Input records: Begin

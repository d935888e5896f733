// This Source Code Form is subject to the terms of the Mozilla Public
// License, v. 2.0. If a copy of the MPL was not distributed with this
// file, You can obtain one at http://mozilla.org/MPL/2.0/.

use clap::{App, Arg, ArgMatches};
use log::{info, warn};
use rand::rngs::StdRng;
use rand::SeedableRng;
use std::path::Path;
use std::str::FromStr;

use chaosgame::persistence::{self, VideoCapture};
use chaosgame::{Command, Error, ParameterState, Session};

fn parse_pair<T>(s: &str, separator: char) -> Option<(T, T)>
where
    T: FromStr,
{
    match s.find(separator) {
        None => None,
        Some(index) => match (T::from_str(&s[..index]), T::from_str(&s[index + 1..])) {
            (Ok(l), Ok(r)) => Some((l, r)),
            _ => None,
        },
    }
}

fn parse_commands(s: &str) -> Result<Vec<Command>, String> {
    s.split(',')
        .filter(|token| !token.trim().is_empty())
        .map(Command::from_str)
        .collect()
}

fn validate_pair<T: FromStr>(s: &str, separator: char, err: &str) -> Result<(), String> {
    match parse_pair::<T>(s, separator) {
        Some(_) => Ok(()),
        None => Err(err.to_string()),
    }
}

fn validate_range<T: FromStr + Ord>(
    s: &str,
    low: T,
    high: T,
    isnotanumber_err: &str,
    isnotinrange_err: &str,
) -> Result<(), String> {
    match T::from_str(s) {
        Ok(i) => {
            if i >= low && i <= high {
                Ok(())
            } else {
                Err(isnotinrange_err.to_string())
            }
        }
        Err(_) => Err(isnotanumber_err.to_string()),
    }
}

const OUTPUT: &str = "output";
const SIZE: &str = "size";
const ITERATIONS: &str = "iterations";
const LOAD: &str = "load";
const RANDOM: &str = "random";
const SYMMETRIC: &str = "symmetric";
const SEED: &str = "seed";
const COMMANDS: &str = "commands";
const VIDEO: &str = "video";

fn args<'a>() -> ArgMatches<'a> {
    App::new("chaos")
        .version("0.1.0")
        .author("Elf M. Sternberg <elf.sternberg@gmail.com>")
        .about("Chaos-game renderer")
        .arg(
            Arg::with_name(OUTPUT)
                .required(true)
                .long(OUTPUT)
                .short("o")
                .takes_value(true)
                .help("Output PNG; the snapshot is written beside it"),
        )
        .arg(
            Arg::with_name(SIZE)
                .required(false)
                .long(SIZE)
                .short("s")
                .takes_value(true)
                .default_value("768x768")
                .validator(|s| validate_pair::<u16>(&s, 'x', "Could not parse output image size"))
                .help("Size of output image"),
        )
        .arg(
            Arg::with_name(ITERATIONS)
                .required(false)
                .long(ITERATIONS)
                .short("i")
                .takes_value(true)
                .default_value("200000")
                .validator(move |s| {
                    validate_range(
                        &s,
                        1,
                        50_000_000,
                        "Could not parse iteration count",
                        "Iteration count must be between 1 and 50000000",
                    )
                })
                .help("Number of points to plot"),
        )
        .arg(
            Arg::with_name(LOAD)
                .required(false)
                .long(LOAD)
                .short("l")
                .takes_value(true)
                .help("Snapshot to start from"),
        )
        .arg(
            Arg::with_name(RANDOM)
                .required(false)
                .long(RANDOM)
                .short("r")
                .help("Start from a random configuration"),
        )
        .arg(
            Arg::with_name(SYMMETRIC)
                .required(false)
                .long(SYMMETRIC)
                .requires(RANDOM)
                .help("Keep the random configuration rotationally symmetric"),
        )
        .arg(
            Arg::with_name(SEED)
                .required(false)
                .long(SEED)
                .takes_value(true)
                .validator(|s| {
                    u64::from_str(&s)
                        .map(|_| ())
                        .map_err(|_| "Could not parse seed".to_string())
                })
                .help("Seed for the random source"),
        )
        .arg(
            Arg::with_name(COMMANDS)
                .required(false)
                .long(COMMANDS)
                .short("c")
                .takes_value(true)
                .allow_hyphen_values(true)
                .validator(|s| parse_commands(&s).map(|_| ()))
                .help("Comma separated commands to apply before drawing, e.g. order+,t-,toggle:mirror"),
        )
        .arg(
            Arg::with_name(VIDEO)
                .required(false)
                .long(VIDEO)
                .takes_value(true)
                .help("Save video frames into a new numbered directory here"),
        )
        .get_matches()
}

fn render(matches: &ArgMatches) -> Result<(), Error> {
    let (width, height) = parse_pair::<u16>(matches.value_of(SIZE).unwrap_or("768x768"), 'x')
        .ok_or_else(|| Error::Shape("could not parse output image size".to_string()))?;
    let iterations = matches
        .value_of(ITERATIONS)
        .and_then(|s| u64::from_str(s).ok())
        .unwrap_or(200_000);
    let rng = match matches.value_of(SEED).and_then(|s| u64::from_str(s).ok()) {
        Some(seed) => StdRng::seed_from_u64(seed),
        None => StdRng::from_entropy(),
    };

    let mut params = ParameterState::default();
    if let Some(load) = matches.value_of(LOAD) {
        match persistence::import(Path::new(load), &params) {
            Ok(loaded) => params = loaded,
            Err(Error::Missing(path)) => warn!("no snapshot at {}; using defaults", path),
            Err(e) => return Err(e),
        }
    }

    let mut session = Session::new(usize::from(width), usize::from(height), params, rng)?;
    if matches.is_present(RANDOM) {
        session.randomize(matches.is_present(SYMMETRIC));
    }
    if let Some(commands) = matches.value_of(COMMANDS) {
        let commands = parse_commands(commands).unwrap_or_default();
        let params = session.params().apply_all(&commands);
        session.replace_params(params);
    }

    let capture = match matches.value_of(VIDEO) {
        Some(root) => {
            let mut params = session.params().clone();
            params.flags.video = true;
            session.replace_params(params);
            Some(VideoCapture::start(Path::new(root), session.params())?)
        }
        None => None,
    };

    info!(
        "drawing {} points: {} on a {}-gon",
        iterations,
        session.params().variation_name(),
        session.params().order
    );
    let mut failed = None;
    let recovered = session.run(iterations, |canvas, n| {
        if failed.is_some() {
            return;
        }
        if let Some(capture) = &capture {
            if let Err(e) = capture.save_frame(canvas, n) {
                failed = Some(e);
            }
        }
    });
    if let Some(e) = failed {
        return Err(e);
    }
    if recovered > 0 {
        warn!("recovered from {} render faults", recovered);
    }

    let output = Path::new(matches.value_of(OUTPUT).unwrap_or("chaos.png"));
    persistence::export(session.canvas(), session.params(), output)?;
    Ok(())
}

fn main() {
    env_logger::Builder::from_env(env_logger::Env::default().default_filter_or("info")).init();
    let matches = args();
    if let Err(e) = render(&matches) {
        eprintln!("Render failure: {}", e);
        std::process::exit(1);
    }
}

Input records: End

**Exercise brief**
Count the lines of the material above that contain "None"; your reply is that number and no more.

**Response**
6